Araştırmaya nazaran, iştirakçilerin büyük bir çoğunluğu bilim insanlarını “nitelikli”, “dürüst” ve “halkın uygunluğuyla ilgili” olarak kıymetlendirdi. Bu sonuçlar, toplumun bilimsel bilginin kıymetini ve bilim insanlarının rolünü takdir ettiğini gösteriyor.
Ancak, bilim insanlarının başkalarının fikirlerine ne kadar kıymet verdiğine dair görüşler daha bölünmüştü. İştirakçilerin yalnızca yüzde 42’si, bilim insanlarının başkalarının görüşlerine bedel verdiğini düşündü.
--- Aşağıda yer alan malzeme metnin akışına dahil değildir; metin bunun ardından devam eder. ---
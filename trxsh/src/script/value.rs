//! Runtime values

use super::ast::FunctionDef;
use std::collections::BTreeMap;
use std::fmt;
use std::sync::Arc;

/// Handle on a capability object exposed by the [`Host`](super::Host).
#[derive(Debug, Clone, PartialEq, Eq)]
pub struct HostObject {
    path: String,
}

impl HostObject {
    /// The object bound to the body's parameter.
    #[must_use]
    pub fn root() -> Self {
        Self {
            path: String::new(),
        }
    }

    pub fn new(path: impl Into<String>) -> Self {
        Self { path: path.into() }
    }

    #[must_use]
    pub fn path(&self) -> &str {
        &self.path
    }
}

/// A built-in helper from the global scope.
///
/// `name` is empty for the namespace object itself (`Math`, `String`, ...).
#[derive(Debug, Clone, Copy, PartialEq, Eq)]
pub struct Native {
    pub namespace: &'static str,
    pub name: &'static str,
}

impl Native {
    #[must_use]
    pub const fn new(namespace: &'static str, name: &'static str) -> Self {
        Self { namespace, name }
    }

    #[must_use]
    pub fn is_namespace(&self) -> bool {
        self.name.is_empty()
    }
}

#[derive(Debug, Clone, PartialEq)]
pub enum Value {
    Undefined,
    Null,
    Bool(bool),
    Number(f64),
    String(String),
    Array(Vec<Value>),
    Object(BTreeMap<String, Value>),
    Function(Arc<FunctionDef>),
    Host(HostObject),
    HostMethod { object: String, method: String },
    Native(Native),
}

impl Value {
    pub fn string(s: impl Into<String>) -> Self {
        Self::String(s.into())
    }

    /// Build an object from key/value pairs.
    pub fn object<K: Into<String>>(entries: impl IntoIterator<Item = (K, Value)>) -> Self {
        Self::Object(entries.into_iter().map(|(k, v)| (k.into(), v)).collect())
    }

    /// An `Error`-like object with `name` and `message`.
    pub fn error_object(name: &str, message: impl Into<String>) -> Self {
        Self::object([
            ("name", Self::string(name)),
            ("message", Self::String(message.into())),
        ])
    }

    /// Text reported when this value escapes as an uncaught error.
    #[must_use]
    pub fn error_message(&self) -> String {
        if let Self::Object(map) = self {
            match (map.get("name"), map.get("message")) {
                (Some(Self::String(name)), Some(message)) if name != "Error" => {
                    return format!("{name}: {message}");
                }
                (_, Some(message)) => return message.to_string(),
                _ => {}
            }
        }
        self.to_string()
    }

    #[must_use]
    pub fn is_nullish(&self) -> bool {
        matches!(self, Self::Undefined | Self::Null)
    }

    #[must_use]
    pub fn is_callable(&self) -> bool {
        match self {
            Self::Function(_) | Self::HostMethod { .. } => true,
            Self::Native(native) => !native.is_namespace() || super::globals::is_callable(*native),
            _ => false,
        }
    }

    #[must_use]
    pub fn truthy(&self) -> bool {
        match self {
            Self::Undefined | Self::Null => false,
            Self::Bool(b) => *b,
            Self::Number(n) => *n != 0.0 && !n.is_nan(),
            Self::String(s) => !s.is_empty(),
            _ => true,
        }
    }

    #[must_use]
    pub fn type_of(&self) -> &'static str {
        match self {
            Self::Undefined => "undefined",
            Self::Null | Self::Array(_) | Self::Object(_) | Self::Host(_) => "object",
            Self::Bool(_) => "boolean",
            Self::Number(_) => "number",
            Self::String(_) => "string",
            Self::Function(_) | Self::HostMethod { .. } => "function",
            Self::Native(native) if self.is_callable() || !native.is_namespace() => "function",
            Self::Native(_) => "object",
        }
    }

    #[must_use]
    pub fn to_number(&self) -> f64 {
        match self {
            Self::Undefined => f64::NAN,
            Self::Null => 0.0,
            Self::Bool(b) => f64::from(u8::from(*b)),
            Self::Number(n) => *n,
            Self::String(s) => parse_number(s),
            Self::Array(_) => parse_number(&self.to_string()),
            _ => f64::NAN,
        }
    }

    /// Integer view used for indices and counts. NaN becomes 0.
    #[must_use]
    pub fn to_integer(&self) -> i64 {
        let n = self.to_number();
        if n.is_nan() {
            0
        } else {
            n.trunc() as i64
        }
    }

    /// `===`. Arrays and objects compare structurally.
    #[must_use]
    pub fn strict_equals(&self, other: &Self) -> bool {
        match (self, other) {
            (Self::Number(a), Self::Number(b)) => a == b,
            (Self::Function(a), Self::Function(b)) => Arc::ptr_eq(a, b),
            _ => self == other,
        }
    }

    /// `==`
    #[must_use]
    pub fn loose_equals(&self, other: &Self) -> bool {
        match (self, other) {
            (a, b) if a.is_nullish() || b.is_nullish() => a.is_nullish() && b.is_nullish(),
            (Self::Number(_), Self::String(_))
            | (Self::String(_), Self::Number(_))
            | (Self::Bool(_), _)
            | (_, Self::Bool(_)) => self.to_number() == other.to_number(),
            _ => self.strict_equals(other),
        }
    }

    pub fn from_json(json: serde_json::Value) -> Self {
        match json {
            serde_json::Value::Null => Self::Null,
            serde_json::Value::Bool(b) => Self::Bool(b),
            serde_json::Value::Number(n) => Self::Number(n.as_f64().unwrap_or(f64::NAN)),
            serde_json::Value::String(s) => Self::String(s),
            serde_json::Value::Array(items) => {
                Self::Array(items.into_iter().map(Self::from_json).collect())
            }
            serde_json::Value::Object(map) => Self::Object(
                map.into_iter()
                    .map(|(k, v)| (k, Self::from_json(v)))
                    .collect(),
            ),
        }
    }

    /// JSON form, or `None` for values JSON cannot represent (functions, `undefined`).
    #[must_use]
    pub fn to_json(&self) -> Option<serde_json::Value> {
        Some(match self {
            Self::Null => serde_json::Value::Null,
            Self::Bool(b) => serde_json::Value::Bool(*b),
            Self::Number(n) => serde_json::Number::from_f64(*n)
                .map_or(serde_json::Value::Null, |num| {
                    if n.fract() == 0.0 && n.abs() < 9_007_199_254_740_992.0 {
                        serde_json::Value::from(*n as i64)
                    } else {
                        serde_json::Value::Number(num)
                    }
                }),
            Self::String(s) => serde_json::Value::String(s.clone()),
            Self::Array(items) => serde_json::Value::Array(
                items
                    .iter()
                    .map(|v| v.to_json().unwrap_or(serde_json::Value::Null))
                    .collect(),
            ),
            Self::Object(map) => serde_json::Value::Object(
                map.iter()
                    .filter_map(|(k, v)| v.to_json().map(|json| (k.clone(), json)))
                    .collect(),
            ),
            Self::Host(_) => serde_json::Value::Object(serde_json::Map::new()),
            Self::Undefined | Self::Function(_) | Self::HostMethod { .. } | Self::Native(_) => {
                return None
            }
        })
    }
}

impl From<&str> for Value {
    fn from(s: &str) -> Self {
        Self::String(s.to_string())
    }
}

impl From<String> for Value {
    fn from(s: String) -> Self {
        Self::String(s)
    }
}

impl From<bool> for Value {
    fn from(b: bool) -> Self {
        Self::Bool(b)
    }
}

impl From<f64> for Value {
    fn from(n: f64) -> Self {
        Self::Number(n)
    }
}

impl From<i32> for Value {
    fn from(n: i32) -> Self {
        Self::Number(f64::from(n))
    }
}

impl From<usize> for Value {
    fn from(n: usize) -> Self {
        Self::Number(n as f64)
    }
}

impl From<Vec<Value>> for Value {
    fn from(items: Vec<Value>) -> Self {
        Self::Array(items)
    }
}

impl fmt::Display for Value {
    fn fmt(&self, f: &mut fmt::Formatter<'_>) -> fmt::Result {
        match self {
            Self::Undefined => write!(f, "undefined"),
            Self::Null => write!(f, "null"),
            Self::Bool(b) => write!(f, "{b}"),
            Self::Number(n) => write!(f, "{}", format_number(*n)),
            Self::String(s) => write!(f, "{s}"),
            Self::Array(items) => {
                for (i, item) in items.iter().enumerate() {
                    if i > 0 {
                        write!(f, ",")?;
                    }
                    if !item.is_nullish() {
                        write!(f, "{item}")?;
                    }
                }
                Ok(())
            }
            Self::Object(_) | Self::Host(_) => write!(f, "[object Object]"),
            Self::Function(def) => write!(
                f,
                "function {}() {{ [code] }}",
                def.name.as_deref().unwrap_or("")
            ),
            Self::HostMethod { method, .. } => write!(f, "function {method}() {{ [native code] }}"),
            Self::Native(native) => write!(
                f,
                "function {}() {{ [native code] }}",
                if native.is_namespace() {
                    native.namespace
                } else {
                    native.name
                }
            ),
        }
    }
}

/// Number to string the way scripts expect: `3` not `3.0`, `NaN`, `Infinity`.
#[must_use]
pub fn format_number(n: f64) -> String {
    if n.is_nan() {
        "NaN".to_string()
    } else if n.is_infinite() {
        if n > 0.0 { "Infinity" } else { "-Infinity" }.to_string()
    } else if n == 0.0 {
        "0".to_string()
    } else if n.fract() == 0.0 && n.abs() < 1e21 {
        format!("{n:.0}")
    } else {
        n.to_string()
    }
}

/// String to number conversion. Blank strings are 0; anything unparsable is NaN.
#[must_use]
pub fn parse_number(s: &str) -> f64 {
    let s = s.trim();
    if s.is_empty() {
        return 0.0;
    }
    match s {
        "Infinity" | "+Infinity" => return f64::INFINITY,
        "-Infinity" => return f64::NEG_INFINITY,
        _ => {}
    }
    if let Some(hex) = s.strip_prefix("0x").or_else(|| s.strip_prefix("0X")) {
        return i64::from_str_radix(hex, 16).map_or(f64::NAN, |v| v as f64);
    }
    if !s
        .chars()
        .all(|c| c.is_ascii_digit() || matches!(c, '.' | 'e' | 'E' | '+' | '-'))
    {
        return f64::NAN;
    }
    s.parse().unwrap_or(f64::NAN)
}

#[cfg(test)]
mod tests {
    use super::*;

    #[test]
    fn test_format_number() {
        assert_eq!(format_number(3.0), "3");
        assert_eq!(format_number(-0.0), "0");
        assert_eq!(format_number(2.5), "2.5");
        assert_eq!(format_number(f64::NAN), "NaN");
        assert_eq!(format_number(f64::NEG_INFINITY), "-Infinity");
    }

    #[test]
    fn test_parse_number() {
        assert_eq!(parse_number(" 42 "), 42.0);
        assert_eq!(parse_number(""), 0.0);
        assert_eq!(parse_number("0x10"), 16.0);
        assert!(parse_number("inf").is_nan());
        assert!(parse_number("12px").is_nan());
    }

    #[test]
    fn test_display() {
        let arr = Value::Array(vec![1.into(), Value::Null, "a".into()]);
        assert_eq!(arr.to_string(), "1,,a");
        assert_eq!(Value::object([("a", Value::Null)]).to_string(), "[object Object]");
    }

    #[test]
    fn test_equality() {
        assert!(Value::Null.loose_equals(&Value::Undefined));
        assert!(!Value::Null.strict_equals(&Value::Undefined));
        assert!(Value::from("1").loose_equals(&1.into()));
        assert!(Value::Bool(true).loose_equals(&1.into()));
        assert!(!Value::Number(f64::NAN).strict_equals(&Value::Number(f64::NAN)));
        assert!(Value::Array(vec![1.into()]).strict_equals(&Value::Array(vec![1.into()])));
    }

    #[test]
    fn test_truthiness_and_typeof() {
        assert!(!Value::from("").truthy());
        assert!(Value::Array(vec![]).truthy());
        assert!(!Value::Number(f64::NAN).truthy());
        assert_eq!(Value::Null.type_of(), "object");
        assert_eq!(Value::Native(Native::new("Math", "floor")).type_of(), "function");
        assert_eq!(Value::Native(Native::new("Math", "")).type_of(), "object");
    }

    #[test]
    fn test_json_conversion() {
        let json = serde_json::json!({"a": [1, 2.5, null], "b": "x"});
        let value = Value::from_json(json.clone());
        assert_eq!(value.to_json(), Some(json));
    }

    #[test]
    fn test_error_message() {
        assert_eq!(Value::error_object("Error", "boom").error_message(), "boom");
        assert_eq!(
            Value::error_object("TypeError", "bad").error_message(),
            "TypeError: bad"
        );
        assert_eq!(Value::from("plain").error_message(), "plain");
    }
}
Araştırmanın başındaki isimlerden Viktoria Cologna, “Sonuçlarımız, bilim beşerlerine duyulan itimadın, ülkelerin birçoklarında görece yüksek olduğunu gösteriyor. Toplum ve siyasette etkin rol oynamaları isteniyor” halinde kıymetlendirdi.
Araştırmanın çarpıcı bulgularından biri de, bilim insanlarının öncelikleri ile toplumun beklentileri ortasında bir uyumsuzluk olduğu istikametinde. İştirakçiler, bilimin toplum sıhhati, güç problemleri ve yoksulluk üzere mevzulara odaklanmasını beklerken, savunma sanayii ve askeri teknolojiler üzere alanlardaki çalışmalara daha aralı bir tavır sergiledi.
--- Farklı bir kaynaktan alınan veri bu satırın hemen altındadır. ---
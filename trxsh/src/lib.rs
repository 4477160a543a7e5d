//! trxsh - Shell engine and executable sandbox for the TRX virtual filesystem
//!
//! This crate provides:
//! - A POSIX-like command language: pipelines, `&&`/`||`, `;`, redirects,
//!   quoting, `$VAR` expansion and aliases
//! - Built-in commands (ls, cat, grep, etc.) over a [`trx_vfs::Vfs`]
//! - Executables: `.trx`/`.exe` files with a metadata header and an async
//!   function body, run by an embedded interpreter against a capability object
//! - A [`Shell`] that owns session state and applies command mutations

pub mod ast;
pub mod builtins;
pub mod context;
pub mod error;
pub mod exe;
pub mod exec;
pub mod expand;
pub mod help;
pub mod lexer;
pub mod parser;
pub mod sandbox;
pub mod script;
pub mod shell;
pub mod terminal;

pub use context::{CommandResult, ExecutionContext, ShellMutation};
pub use error::{ParseError, ShellError, ShellResult};
pub use exe::{ExeError, ExeServices};
pub use exec::Executor;
pub use parser::{build_ast, parse_line};
pub use shell::{Shell, ShellBuilder};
Araştırmanın diğer bir lideri Niels G. Mede, bu durumu şu sözlerle açıkladı:
“Sonuçlarımız, pek çok ülkedeki çok sayıda kişinin bilimin öncelikleriyle kendi önceliklerinin her vakit âlâ biçimde örtüşmediğini hissettiğini de gösteriyor. Bilim insanlarının bu sonuçları ciddiye alıp yorumlara ve halkla diyaloğa daha açık olmak için yollar bulmasını öneriyoruz.”
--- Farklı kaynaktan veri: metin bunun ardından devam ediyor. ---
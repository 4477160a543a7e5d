use clap::Parser;
use std::sync::Arc;
use tracing::info;
use trx_config::{LogFormat, TrxConfig};
use trx_vfs::{MemoryVfs, Vfs};
use trxsh::terminal::StdioTerminal;
use trxsh::{ExeServices, Shell, ShellError, ShellResult};

/// trxsh - Shell for the TRX virtual filesystem
#[derive(Parser, Debug)]
#[command(name = "trxsh", version, about)]
struct Args {
    /// Execute command and exit
    #[arg(short = 'c')]
    command: Option<String>,

    /// Host script file to execute line by line
    script: Option<String>,

    /// Configuration file (YAML)
    #[arg(long)]
    config: Option<String>,

    /// Enable debug logging
    #[arg(long)]
    debug: bool,
}

#[tokio::main]
async fn main() -> Result<(), Box<dyn std::error::Error>> {
    let args = Args::parse();

    let config = load_config(args.config.as_deref()).unwrap_or_else(|e| {
        eprintln!("Warning: {e}, using defaults");
        TrxConfig::default()
    });
    init_logging(&config, args.debug);

    let mut shell = build_shell(&config);
    shell.source_file(&config.shell.rc_file).await;

    let code = if let Some(command) = args.command {
        shell.execute(&command).await
    } else if let Some(script_path) = args.script {
        match run_script(&mut shell, &script_path).await {
            Ok(code) => code,
            Err(e) => {
                eprintln!("trxsh: cannot read '{script_path}': {e}");
                1
            }
        }
    } else {
        run_repl(&mut shell, &config).await?
    };

    std::process::exit(code);
}

/// Explicit file when given, otherwise the default search path.
fn load_config(path: Option<&str>) -> ShellResult<TrxConfig> {
    let config = match path {
        Some(path) => trx_config::load_from_file(path)?,
        None => trx_config::load()?,
    };
    Ok(config)
}

fn init_logging(config: &TrxConfig, debug: bool) {
    let filter = if debug {
        "debug".to_string()
    } else if config.logging.filter.is_empty() {
        config.logging.level.as_str().to_string()
    } else {
        config.logging.filter.clone()
    };
    let env_filter = tracing_subscriber::EnvFilter::try_from_default_env()
        .unwrap_or_else(|_| tracing_subscriber::EnvFilter::new(filter));

    let builder = tracing_subscriber::fmt()
        .with_env_filter(env_filter)
        .with_writer(std::io::stderr);
    match config.logging.format {
        LogFormat::Pretty => builder.pretty().init(),
        LogFormat::Compact => builder.compact().init(),
        LogFormat::Json => builder.json().init(),
    }
}

/// In-memory tree with the directories the shell expects.
fn build_shell(config: &TrxConfig) -> Shell {
    let mut dirs = vec!["/bin", "/usr/bin", "/tmp"];
    dirs.push(&config.shell.home);
    dirs.push(&config.sandbox.packages_dir);
    let vfs: Arc<dyn Vfs> = Arc::new(MemoryVfs::new("local").with_dirs(&dirs));

    Shell::builder(vfs, Arc::new(StdioTerminal::new()))
        .config(config.shell.clone())
        .services(ExeServices::new(config.sandbox.clone()))
        .build()
}

/// Run a host file one line at a time, stopping at `exit`.
async fn run_script(shell: &mut Shell, path: &str) -> ShellResult<i32> {
    let content = std::fs::read_to_string(path).map_err(ShellError::Io)?;
    let mut code = 0;
    for line in content.lines() {
        let line = line.trim();
        if line.is_empty() || line.starts_with('#') {
            continue;
        }
        code = shell.execute(line).await;
        if let Some(exit) = shell.exit_code() {
            return Ok(exit);
        }
    }
    Ok(code)
}

async fn run_repl(shell: &mut Shell, config: &TrxConfig) -> Result<i32, Box<dyn std::error::Error>> {
    use rustyline::error::ReadlineError;
    use rustyline::{Config, DefaultEditor};

    let history = &config.shell.history;
    let rl_config = Config::builder()
        .max_history_size(history.max_entries)?
        .history_ignore_dups(true)?
        .history_ignore_space(true)
        .build();
    let mut rl = DefaultEditor::with_config(rl_config)?;

    let history_path = history.expanded_file();
    if history.enabled && rl.load_history(&history_path).is_err() {
        info!(path = %history_path, "no previous history");
    }

    println!("trxsh v{}", env!("CARGO_PKG_VERSION"));
    println!("Type 'exit' to quit, 'help' for help.");
    println!();

    loop {
        let prompt = shell.render_prompt(&config.shell.prompt);
        match rl.readline(&prompt) {
            Ok(line) => {
                let line = line.trim();
                if line.is_empty() {
                    continue;
                }
                if history.enabled {
                    rl.add_history_entry(line)?;
                }
                shell.execute(line).await;
                if shell.is_finished() {
                    break;
                }
            }
            Err(ReadlineError::Interrupted) => {
                println!("^C");
            }
            Err(ReadlineError::Eof) => {
                println!("exit");
                break;
            }
            Err(err) => {
                eprintln!("Error: {err:?}");
                break;
            }
        }
    }

    if history.enabled {
        if let Err(e) = rl.save_history(&history_path) {
            tracing::warn!(path = %history_path, error = %e, "failed to save history");
        }
    }

    Ok(shell.exit_code().unwrap_or_else(|| shell.last_exit_code()))
}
Araştırma, farklı ülkeler ve toplumsal kümeler ortasında bilime duyulan inançta değerli farklılıklar olduğunu da ortaya koydu. Batı ülkelerinde sağcıların bilime duyduğu inanç, solculara nazaran daha düşük çıktı. Lakin, birçok ülkede siyasi görüşle bilime itimat ortasında direkt bir bağlantı gözlemlenmedi.